EXERCISE GOAL — Across the records below, how many lines contain the string "audit"? Give the number by itself.

Dataset items —
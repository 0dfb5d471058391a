//! Error types for the lifecycle layer

use oms_types::ProjectStatus;
use thiserror::Error;

/// Errors that can occur in lifecycle operations
#[derive(Debug, Error)]
pub enum LifecycleError {
    #[error("invalid status transition from '{from}' to '{to}' (valid: {})",
        .allowed.iter().map(|s| s.to_string()).collect::<Vec<_>>().join(", "))]
    InvalidTransition {
        from: ProjectStatus,
        to: ProjectStatus,
        allowed: &'static [ProjectStatus],
    },
}

/// Result type alias for lifecycle operations
pub type LifecycleResult<T> = Result<T, LifecycleError>;
//! Acting users and resolved roles
//!
//! The identity/RBAC layer sits above this core. By the time a request
//! reaches a workflow operation the caller's role has been resolved to a
//! `RoleTag`; this core never inspects credentials or permission sets.

use crate::UserId;
use serde::{Deserialize, Serialize};
use std::fmt;

/// The closed set of roles the core distinguishes.
///
/// Anything finer-grained (per-endpoint permissions, client scoping) is the
/// authorization layer's problem; signature slot resolution and eligibility
/// checks only need these three.
#[derive(Clone, Copy, Debug, PartialEq, Eq, Hash, Serialize, Deserialize)]
#[serde(rename_all = "snake_case")]
pub enum RoleTag {
    /// A client-side contact (school representative, client signer).
    ClientContact,
    /// A provider-side staff member.
    Staff,
    /// A provider-side administrator. Treated as staff everywhere.
    Superadmin,
}

impl RoleTag {
    /// Whether this role counts as provider staff.
    pub fn is_staff(self) -> bool {
        matches!(self, RoleTag::Staff | RoleTag::Superadmin)
    }
}

impl fmt::Display for RoleTag {
    fn fmt(&self, f: &mut fmt::Formatter<'_>) -> fmt::Result {
        let s = match self {
            RoleTag::ClientContact => "client_contact",
            RoleTag::Staff => "staff",
            RoleTag::Superadmin => "superadmin",
        };
        f.write_str(s)
    }
}

/// The acting user, as seen by this core.
#[derive(Clone, Debug, PartialEq, Eq, Serialize, Deserialize)]
pub struct Actor {
    pub id: UserId,
    pub username: String,
    pub role: RoleTag,
}

impl Actor {
    pub fn new(username: impl Into<String>, role: RoleTag) -> Self {
        Self {
            id: UserId::new(),
            username: username.into(),
            role,
        }
    }
}
//! Project Lifecycle for Sumano OMS
//!
//! A project's status moves along a fixed allowed-edge graph of 9 states,
//! with a status→progress mapping and an append-only audit trail. The
//! rules:
//!
//! 1. Every transition is validated against the adjacency table before any
//!    mutation; a failed validation leaves status, progress, and the audit
//!    log untouched.
//! 2. Each successful transition writes exactly one [`StatusTransition`]
//!    audit row. Rows are never mutated or deleted.
//! 3. `on_hold` freezes progress: the mapped value is only applied for
//!    statuses that define one.
//!
//! A second, independent progress signal — [`calculate_progress`] — blends
//! phase completion with document completion. It is informational and never
//! feeds back into status; the two signals must not be conflated.

#![deny(unsafe_code)]

mod errors;
mod progress;
mod transitions;

pub use errors::*;
pub use progress::*;
pub use transitions::*;
//! Product reviews.

use emporium_core::{PageRequest, ProductId, ReviewId, UserId};

use super::{PgExecutor, RepositoryError, conflict_on_unique};
use crate::models::Review;
use crate::models::review::ReviewContent;

const REVIEW_SELECT: &str = "SELECT rv.id, rv.product_id, rv.user_id, u.first_name AS author_name, \
        rv.rating, rv.title, rv.body, rv.is_verified_purchase, rv.is_approved, rv.helpful_count, \
        rv.created_at, rv.updated_at \
     FROM product_reviews rv JOIN users u ON u.id = rv.user_id";

/// Approved reviews of a product, newest first.
///
/// # Errors
///
/// Returns `RepositoryError::Database` if the query fails.
pub async fn list_approved<'c, E>(
    db: E,
    product_id: ProductId,
    page: PageRequest,
) -> Result<(Vec<Review>, i64), RepositoryError>
where
    E: PgExecutor<'c> + Copy,
{
    let total = sqlx::query_scalar::<_, i64>(
        "SELECT COUNT(*) FROM product_reviews WHERE product_id = $1 AND is_approved AND NOT is_deleted",
    )
    .bind(product_id)
    .fetch_one(db)
    .await?;
    let rows = sqlx::query_as::<_, Review>(&format!(
        "{REVIEW_SELECT} WHERE rv.product_id = $1 AND rv.is_approved AND NOT rv.is_deleted \
         ORDER BY rv.created_at DESC, rv.id LIMIT $2 OFFSET $3"
    ))
    .bind(product_id)
    .bind(page.limit())
    .bind(page.offset())
    .fetch_all(db)
    .await?;
    Ok((rows, total))
}

/// `(rating, count)` over approved reviews of a product.
///
/// # Errors
///
/// Returns `RepositoryError::Database` if the query fails.
pub async fn rating_counts(
    db: impl PgExecutor<'_>,
    product_id: ProductId,
) -> Result<Vec<(i16, i64)>, RepositoryError> {
    let rows = sqlx::query_as::<_, (i16, i64)>(
        "SELECT rating, COUNT(*) FROM product_reviews \
         WHERE product_id = $1 AND is_approved AND NOT is_deleted GROUP BY rating",
    )
    .bind(product_id)
    .fetch_all(db)
    .await?;
    Ok(rows)
}

/// Reviews awaiting moderation, oldest first.
///
/// # Errors
///
/// Returns `RepositoryError::Database` if the query fails.
pub async fn list_pending<'c, E>(db: E, page: PageRequest) -> Result<(Vec<Review>, i64), RepositoryError>
where
    E: PgExecutor<'c> + Copy,
{
    let total = sqlx::query_scalar::<_, i64>(
        "SELECT COUNT(*) FROM product_reviews WHERE NOT is_approved AND NOT is_deleted",
    )
    .fetch_one(db)
    .await?;
    let rows = sqlx::query_as::<_, Review>(&format!(
        "{REVIEW_SELECT} WHERE NOT rv.is_approved AND NOT rv.is_deleted \
         ORDER BY rv.created_at, rv.id LIMIT $1 OFFSET $2"
    ))
    .bind(page.limit())
    .bind(page.offset())
    .fetch_all(db)
    .await?;
    Ok((rows, total))
}

/// # Errors
///
/// Returns `RepositoryError::Database` if the query fails.
pub async fn get(db: impl PgExecutor<'_>, id: ReviewId) -> Result<Option<Review>, RepositoryError> {
    let row = sqlx::query_as::<_, Review>(&format!(
        "{REVIEW_SELECT} WHERE rv.id = $1 AND NOT rv.is_deleted"
    ))
    .bind(id)
    .fetch_optional(db)
    .await?;
    Ok(row)
}

/// # Errors
///
/// Returns `RepositoryError::Database` if the query fails.
pub async fn exists_for_user(
    db: impl PgExecutor<'_>,
    product_id: ProductId,
    user_id: UserId,
) -> Result<bool, RepositoryError> {
    let found = sqlx::query_scalar::<_, bool>(
        "SELECT EXISTS (SELECT 1 FROM product_reviews \
             WHERE product_id = $1 AND user_id = $2 AND NOT is_deleted)",
    )
    .bind(product_id)
    .bind(user_id)
    .fetch_one(db)
    .await?;
    Ok(found)
}

/// Insert an unapproved review and return its ID.
///
/// # Errors
///
/// Returns `RepositoryError::Conflict` if the user already reviewed the product.
pub async fn create(
    db: impl PgExecutor<'_>,
    product_id: ProductId,
    user_id: UserId,
    content: &ReviewContent,
    is_verified_purchase: bool,
) -> Result<ReviewId, RepositoryError> {
    sqlx::query_scalar::<_, ReviewId>(
        "INSERT INTO product_reviews (id, product_id, user_id, rating, title, body, is_verified_purchase) \
         VALUES ($1, $2, $3, $4, $5, $6, $7) RETURNING id",
    )
    .bind(ReviewId::generate())
    .bind(product_id)
    .bind(user_id)
    .bind(content.rating)
    .bind(&content.title)
    .bind(&content.body)
    .bind(is_verified_purchase)
    .fetch_one(db)
    .await
    .map_err(conflict_on_unique("you have already reviewed this product"))
}

/// Replace the content of the author's own review and send it back to moderation.
///
/// # Errors
///
/// Returns `RepositoryError::NotFound` if no such review belongs to the user.
pub async fn update_own(
    db: impl PgExecutor<'_>,
    id: ReviewId,
    user_id: UserId,
    content: &ReviewContent,
) -> Result<(), RepositoryError> {
    let result = sqlx::query(
        "UPDATE product_reviews \
         SET rating = $3, title = $4, body = $5, is_approved = FALSE, updated_at = NOW() \
         WHERE id = $1 AND user_id = $2 AND NOT is_deleted",
    )
    .bind(id)
    .bind(user_id)
    .bind(content.rating)
    .bind(&content.title)
    .bind(&content.body)
    .execute(db)
    .await?;
    if result.rows_affected() == 0 {
        return Err(RepositoryError::NotFound);
    }
    Ok(())
}

/// Soft delete the author's own review.
///
/// # Errors
///
/// Returns `RepositoryError::NotFound` if no such review belongs to the user.
pub async fn soft_delete_own(
    db: impl PgExecutor<'_>,
    id: ReviewId,
    user_id: UserId,
) -> Result<ProductId, RepositoryError> {
    sqlx::query_scalar::<_, ProductId>(
        "UPDATE product_reviews SET is_deleted = TRUE, updated_at = NOW() \
         WHERE id = $1 AND user_id = $2 AND NOT is_deleted RETURNING product_id",
    )
    .bind(id)
    .bind(user_id)
    .fetch_optional(db)
    .await?
    .ok_or(RepositoryError::NotFound)
}

/// # Errors
///
/// Returns `RepositoryError::NotFound` if the review does not exist.
pub async fn approve(db: impl PgExecutor<'_>, id: ReviewId) -> Result<ProductId, RepositoryError> {
    sqlx::query_scalar::<_, ProductId>(
        "UPDATE product_reviews SET is_approved = TRUE, updated_at = NOW() \
         WHERE id = $1 AND NOT is_deleted RETURNING product_id",
    )
    .bind(id)
    .fetch_optional(db)
    .await?
    .ok_or(RepositoryError::NotFound)
}

/// Lock an approved review and read its helpful count.
///
/// # Errors
///
/// Returns `RepositoryError::Database` if the query fails.
pub async fn lock_helpful_count(db: impl PgExecutor<'_>, id: ReviewId) -> Result<Option<i32>, RepositoryError> {
    let count = sqlx::query_scalar::<_, i32>(
        "SELECT helpful_count FROM product_reviews \
         WHERE id = $1 AND is_approved AND NOT is_deleted FOR UPDATE",
    )
    .bind(id)
    .fetch_optional(db)
    .await?;
    Ok(count)
}

/// Record a helpful vote. `false` when the user already voted.
///
/// # Errors
///
/// Returns `RepositoryError::Database` if the query fails.
pub async fn record_helpful_vote(
    db: impl PgExecutor<'_>,
    id: ReviewId,
    user_id: UserId,
) -> Result<bool, RepositoryError> {
    let inserted = sqlx::query(
        "INSERT INTO review_helpful_votes (review_id, user_id) VALUES ($1, $2) \
         ON CONFLICT DO NOTHING",
    )
    .bind(id)
    .bind(user_id)
    .execute(db)
    .await?
    .rows_affected();
    Ok(inserted == 1)
}

/// # Errors
///
/// Returns `RepositoryError::NotFound` if the review does not exist or is unapproved.
pub async fn increment_helpful(db: impl PgExecutor<'_>, id: ReviewId) -> Result<i32, RepositoryError> {
    sqlx::query_scalar::<_, i32>(
        "UPDATE product_reviews SET helpful_count = helpful_count + 1 \
         WHERE id = $1 AND is_approved AND NOT is_deleted RETURNING helpful_count",
    )
    .bind(id)
    .fetch_optional(db)
    .await?
    .ok_or(RepositoryError::NotFound)
}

YOUR SOLUTION — 3